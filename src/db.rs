pub mod patch;
pub mod repository;
pub mod schema;

pub mod filial_repo;
pub use filial_repo::{FilialRepository, FilialSchema};
pub mod magazin_repo;
pub use magazin_repo::{MagazinRepository, MagazinSchema};
pub mod provider_repo;
pub use provider_repo::{ProviderRepository, ProviderSchema};
pub mod staff_repo;
pub use staff_repo::{StaffRepository, StaffSchema};

pub use repository::{PgRepository, Repository};
//! OpenCV-backed vision library.
//!
//! Searches with `find_chessboard_corners` (or the sector-based variant for
//! exhaustive searches) and solves with `calibrate_camera`.

use image::imageops::{self, FilterType};
use image::{GrayImage, RgbaImage};
use opencv::calib3d;
use opencv::core::{
    Mat, Point2d, Point2f, Point3f, Size, TermCriteria, TermCriteria_Type, Vector, CV_64F,
};
use opencv::imgproc;
use opencv::prelude::*;

use super::{sensor_size_from_diagonal, CalibrationOutput, VisionLibrary};
use crate::config::{CalibrationParameters, ChessboardSearchParameters};
use crate::error::VisionError;
use crate::work_unit::{GridSize, ResizeParameters};

fn cv_err(e: opencv::Error) -> VisionError {
    VisionError::SolveFailed(format!("OpenCV error: {}", e))
}

/// Vision library using OpenCV's calib3d module.
pub struct OpenCvVision {
    /// Sub-pixel refinement window half-size.
    pub sub_pix_window: i32,
    /// Iteration cap for refinement and solve.
    pub max_iterations: i32,
    /// Convergence epsilon for refinement and solve.
    pub epsilon: f64,
}

impl Default for OpenCvVision {
    fn default() -> Self {
        Self {
            sub_pix_window: 11,
            max_iterations: 30,
            epsilon: 0.001,
        }
    }
}

impl OpenCvVision {
    pub fn new() -> Self {
        Self::default()
    }

    fn criteria(&self) -> Result<TermCriteria, VisionError> {
        TermCriteria::new(
            TermCriteria_Type::COUNT as i32 | TermCriteria_Type::EPS as i32,
            self.max_iterations,
            self.epsilon,
        )
        .map_err(cv_err)
    }

    /// Grayscale, resize and flip into the search image.
    fn prepare(
        &self,
        resize: &ResizeParameters,
        search: &ChessboardSearchParameters,
        image: &RgbaImage,
    ) -> GrayImage {
        let mut gray = imageops::grayscale(image);

        if resize.resize_x > 0
            && resize.resize_y > 0
            && (resize.resize_x, resize.resize_y) != gray.dimensions()
        {
            gray = imageops::resize(&gray, resize.resize_x, resize.resize_y, FilterType::Triangle);
        }
        if search.flip_x {
            imageops::flip_horizontal_in_place(&mut gray);
        }
        if search.flip_y {
            imageops::flip_vertical_in_place(&mut gray);
        }

        gray
    }

    fn gray_to_mat(gray: &GrayImage) -> Result<Mat, VisionError> {
        let (_, height) = gray.dimensions();
        let flat = Mat::from_slice(gray.as_raw()).map_err(cv_err)?;
        let shaped = flat.reshape(1, height as i32).map_err(cv_err)?;
        shaped.try_clone().map_err(cv_err)
    }

    fn calibration_flags(calibration: &CalibrationParameters) -> i32 {
        let mut flags = 0;
        let toggles = [
            (calibration.use_initial_intrinsic_values, calib3d::CALIB_USE_INTRINSIC_GUESS),
            (calibration.keep_principal_pixel_position_fixed, calib3d::CALIB_FIX_PRINCIPAL_POINT),
            (calibration.keep_aspect_ratio_fixed, calib3d::CALIB_FIX_ASPECT_RATIO),
            (!calibration.lens_has_tangential_distortion, calib3d::CALIB_ZERO_TANGENT_DIST),
            (calibration.fix_radial_distortion_coefficient_k1, calib3d::CALIB_FIX_K1),
            (calibration.fix_radial_distortion_coefficient_k2, calib3d::CALIB_FIX_K2),
            (calibration.fix_radial_distortion_coefficient_k3, calib3d::CALIB_FIX_K3),
            (calibration.fix_radial_distortion_coefficient_k4, calib3d::CALIB_FIX_K4),
            (calibration.fix_radial_distortion_coefficient_k5, calib3d::CALIB_FIX_K5),
            (calibration.fix_radial_distortion_coefficient_k6, calib3d::CALIB_FIX_K6),
            (calibration.use_rational_model, calib3d::CALIB_RATIONAL_MODEL),
        ];
        for (enabled, flag) in toggles {
            if enabled {
                flags |= flag;
            }
        }
        flags
    }
}

impl VisionLibrary for OpenCvVision {
    fn detect_corners(
        &self,
        resize: &ResizeParameters,
        search: &ChessboardSearchParameters,
        image: &RgbaImage,
        debug: bool,
    ) -> Result<Vec<f32>, VisionError> {
        let gray = self.prepare(resize, search, image);
        let mat = Self::gray_to_mat(&gray)?;
        let pattern = Size::new(search.corner_count_x as i32, search.corner_count_y as i32);
        let mut corners = Vector::<Point2f>::new();

        let found = if search.exhaustive_search {
            calib3d::find_chessboard_corners_sb(
                &mat,
                pattern,
                &mut corners,
                calib3d::CALIB_CB_EXHAUSTIVE | calib3d::CALIB_CB_ACCURACY,
            )
            .map_err(cv_err)?
        } else {
            let found = calib3d::find_chessboard_corners(
                &mat,
                pattern,
                &mut corners,
                calib3d::CALIB_CB_ADAPTIVE_THRESH
                    | calib3d::CALIB_CB_NORMALIZE_IMAGE
                    | calib3d::CALIB_CB_FAST_CHECK,
            )
            .map_err(cv_err)?;

            if found {
                imgproc::corner_sub_pix(
                    &mat,
                    &mut corners,
                    Size::new(self.sub_pix_window, self.sub_pix_window),
                    Size::new(-1, -1),
                    self.criteria()?,
                )
                .map_err(cv_err)?;
            }
            found
        };

        if !found || corners.len() != pattern.area() as usize {
            if debug {
                log::debug!(
                    "Checkerboard {}x{} not found in {}x{} search image",
                    pattern.width,
                    pattern.height,
                    gray.width(),
                    gray.height()
                );
            }
            return Err(VisionError::PatternNotFound);
        }

        Ok(corners.iter().flat_map(|p| [p.x, p.y]).collect())
    }

    fn calibrate_lens(
        &self,
        resize: &ResizeParameters,
        calibration: &CalibrationParameters,
        corners: &[f32],
        square_size_mm: f32,
        grid: GridSize,
        image_count: usize,
        debug: bool,
    ) -> Result<CalibrationOutput, VisionError> {
        let per_image = grid.corner_count().saturating_mul(2);
        if per_image == 0 || image_count == 0 || corners.len() != per_image * image_count {
            return Err(VisionError::SolveFailed(format!(
                "Expected {} corner floats for {} images of a {} grid, got {}",
                per_image * image_count,
                image_count,
                grid,
                corners.len()
            )));
        }

        let board: Vector<Point3f> = (0..grid.rows)
            .flat_map(|y| (0..grid.cols).map(move |x| (x, y)))
            .map(|(x, y)| Point3f::new(x as f32 * square_size_mm, y as f32 * square_size_mm, 0.0))
            .collect();

        let mut object_points = Vector::<Vector<Point3f>>::new();
        let mut image_points = Vector::<Vector<Point2f>>::new();
        for chunk in corners.chunks_exact(per_image) {
            let points: Vector<Point2f> = chunk
                .chunks_exact(2)
                .map(|p| Point2f::new(p[0], p[1]))
                .collect();
            image_points.push(points);
            object_points.push(board.clone());
        }

        let image_size = Size::new(resize.native_x as i32, resize.native_y as i32);
        let mut camera_matrix = Mat::eye(3, 3, CV_64F)
            .and_then(|m| m.to_mat())
            .map_err(cv_err)?;
        if calibration.use_initial_intrinsic_values {
            *camera_matrix.at_2d_mut::<f64>(0, 2).map_err(cv_err)? =
                calibration.initial_principal_point_native_pixel_position_x as f64;
            *camera_matrix.at_2d_mut::<f64>(1, 2).map_err(cv_err)? =
                calibration.initial_principal_point_native_pixel_position_y as f64;
        }

        let mut dist_coeffs = Mat::default();
        let mut rvecs = Vector::<Mat>::new();
        let mut tvecs = Vector::<Mat>::new();

        let error = calib3d::calibrate_camera(
            &object_points,
            &image_points,
            image_size,
            &mut camera_matrix,
            &mut dist_coeffs,
            &mut rvecs,
            &mut tvecs,
            Self::calibration_flags(calibration),
            self.criteria()?,
        )
        .map_err(cv_err)?;

        let (sensor_x, sensor_y) = sensor_size_from_diagonal(
            calibration.sensor_diagonal_size_mm,
            resize.native_x,
            resize.native_y,
        );

        let mut fov_x = 0.0;
        let mut fov_y = 0.0;
        let mut focal_length = 0.0;
        let mut principal_mm = Point2d::default();
        let mut aspect_ratio = 0.0;
        calib3d::calibration_matrix_values(
            &camera_matrix,
            image_size,
            sensor_x as f64,
            sensor_y as f64,
            &mut fov_x,
            &mut fov_y,
            &mut focal_length,
            &mut principal_mm,
            &mut aspect_ratio,
        )
        .map_err(cv_err)?;

        let cx = *camera_matrix.at_2d::<f64>(0, 2).map_err(cv_err)?;
        let cy = *camera_matrix.at_2d::<f64>(1, 2).map_err(cv_err)?;

        let coeffs: Vec<f64> = dist_coeffs
            .data_typed::<f64>()
            .map(|d| d.to_vec())
            .map_err(cv_err)?;
        let coeff = |i: usize| coeffs.get(i).copied().unwrap_or(0.0) as f32;

        if debug {
            log::debug!(
                "Solved {} images with reprojection error {:.4} and {} distortion coefficients",
                image_count,
                error,
                coeffs.len()
            );
        }

        Ok(CalibrationOutput {
            error: error as f32,
            fov_x: fov_x as f32,
            fov_y: fov_y as f32,
            focal_length_mm: focal_length as f32,
            aspect_ratio: aspect_ratio as f32,
            sensor_size_mm_x: sensor_x,
            sensor_size_mm_y: sensor_y,
            principal_pixel_point_x: cx as f32,
            principal_pixel_point_y: cy as f32,
            resolution_x: resize.native_x,
            resolution_y: resize.native_y,
            k1: coeff(0),
            k2: coeff(1),
            p1: coeff(2),
            p2: coeff(3),
            k3: coeff(4),
            k4: coeff(5),
            k5: coeff(6),
            k6: coeff(7),
        })
    }
}
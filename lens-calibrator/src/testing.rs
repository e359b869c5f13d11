//! Test doubles shared by the unit tests.

use std::collections::VecDeque;
use std::sync::atomic::{AtomicUsize, Ordering};
use std::sync::Arc;
use std::time::{Duration, Instant};

use image::RgbaImage;
use parking_lot::{Condvar, Mutex};

use crate::config::{CalibrationParameters, ChessboardSearchParameters};
use crate::error::VisionError;
use crate::job::{CalibrationId, JobId, JobInfo};
use crate::poller::EventReceiver;
use crate::result::CalibrationResult;
use crate::vision::{CalibrationOutput, VisionLibrary};
use crate::work_unit::{BaseParameters, GridSize, ResizeParameters};

/// Blocks detection until opened.
#[derive(Default)]
pub struct Gate {
    open: Mutex<bool>,
    opened: Condvar,
}

impl Gate {
    pub fn new() -> Arc<Self> {
        Arc::new(Self::default())
    }

    pub fn open(&self) {
        *self.open.lock() = true;
        self.opened.notify_all();
    }

    fn wait(&self) {
        let mut open = self.open.lock();
        while !*open {
            self.opened.wait(&mut open);
        }
    }
}

/// Arguments of one `calibrate_lens` call.
#[derive(Debug, Clone, PartialEq)]
pub struct CalibrateCall {
    pub corner_floats: usize,
    pub square_size_mm: f32,
    pub grid: GridSize,
    pub image_count: usize,
    pub resize: ResizeParameters,
}

/// Vision library returning synthetic corner grids.
#[derive(Default)]
pub struct ScriptedVision {
    /// Detection outcomes consumed in call order; success once exhausted.
    detections: Mutex<VecDeque<bool>>,
    gate: Option<Arc<Gate>>,
    solve_error: Option<VisionError>,
    detect_calls: AtomicUsize,
    calibrate_calls: Mutex<Vec<CalibrateCall>>,
}

impl ScriptedVision {
    pub fn with_detections(outcomes: impl IntoIterator<Item = bool>) -> Self {
        Self {
            detections: Mutex::new(outcomes.into_iter().collect()),
            ..Default::default()
        }
    }

    pub fn gated(mut self, gate: Arc<Gate>) -> Self {
        self.gate = Some(gate);
        self
    }

    pub fn failing_solve(mut self) -> Self {
        self.solve_error = Some(VisionError::SolveFailed("scripted".to_string()));
        self
    }

    pub fn detect_calls(&self) -> usize {
        self.detect_calls.load(Ordering::SeqCst)
    }

    pub fn calibrate_calls(&self) -> Vec<CalibrateCall> {
        self.calibrate_calls.lock().clone()
    }
}

impl VisionLibrary for ScriptedVision {
    fn detect_corners(
        &self,
        _resize: &ResizeParameters,
        search: &ChessboardSearchParameters,
        _image: &RgbaImage,
        _debug: bool,
    ) -> Result<Vec<f32>, VisionError> {
        if let Some(gate) = &self.gate {
            gate.wait();
        }
        self.detect_calls.fetch_add(1, Ordering::SeqCst);

        let found = self.detections.lock().pop_front().unwrap_or(true);
        if !found {
            return Err(VisionError::PatternNotFound);
        }

        Ok(synthetic_corners(search.corner_count_x, search.corner_count_y))
    }

    fn calibrate_lens(
        &self,
        resize: &ResizeParameters,
        _calibration: &CalibrationParameters,
        corners: &[f32],
        square_size_mm: f32,
        grid: GridSize,
        image_count: usize,
        _debug: bool,
    ) -> Result<CalibrationOutput, VisionError> {
        self.calibrate_calls.lock().push(CalibrateCall {
            corner_floats: corners.len(),
            square_size_mm,
            grid,
            image_count,
            resize: *resize,
        });

        if let Some(error) = &self.solve_error {
            return Err(error.clone());
        }

        Ok(CalibrationOutput {
            error: 0.25,
            fov_x: 60.0,
            fov_y: 40.0,
            focal_length_mm: 1000.0,
            aspect_ratio: 1.0,
            principal_pixel_point_x: resize.native_x as f32 / 2.0,
            principal_pixel_point_y: resize.native_y as f32 / 2.0,
            resolution_x: resize.native_x,
            resolution_y: resize.native_y,
            ..Default::default()
        })
    }
}

/// Row-major grid with 10 px spacing.
pub fn synthetic_corners(cols: u32, rows: u32) -> Vec<f32> {
    (0..rows)
        .flat_map(|y| (0..cols).map(move |x| (x, y)))
        .flat_map(|(x, y)| [x as f32 * 10.0, y as f32 * 10.0])
        .collect()
}

/// Receiver that records every callback.
#[derive(Default)]
pub struct RecordingReceiver {
    results: Mutex<Vec<CalibrationResult>>,
    finished: Mutex<Vec<JobInfo>>,
}

impl RecordingReceiver {
    pub fn results(&self) -> Vec<CalibrationResult> {
        self.results.lock().clone()
    }

    pub fn finished(&self) -> Vec<JobInfo> {
        self.finished.lock().clone()
    }
}

impl EventReceiver for RecordingReceiver {
    fn on_calibration_result(&self, result: &CalibrationResult) {
        self.results.lock().push(result.clone());
    }

    fn on_job_finished(&self, job: &JobInfo) {
        self.finished.lock().push(job.clone());
    }
}

pub fn base_parameters(job_id: JobId, calibration_id: CalibrationId) -> BaseParameters {
    BaseParameters {
        job_id,
        calibration_id,
        friendly_name: "test".to_string(),
        zoom_level: 0.5,
    }
}

/// Small RGBA image for pixel-array units.
pub fn test_image() -> RgbaImage {
    RgbaImage::from_pixel(64, 48, image::Rgba([128, 128, 128, 255]))
}

/// Re-check `condition` until it holds or `timeout` elapses.
pub fn wait_until(timeout: Duration, mut condition: impl FnMut() -> bool) -> bool {
    let deadline = Instant::now() + timeout;
    while Instant::now() < deadline {
        if condition() {
            return true;
        }
        std::thread::sleep(Duration::from_millis(5));
    }
    condition()
}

§ Instructions to follow
What are the lines above that hold the string "true"? Copy them.

§ Task response
        *self.open.lock() = true;
        let found = self.detections.lock().pop_front().unwrap_or(true);
            return true;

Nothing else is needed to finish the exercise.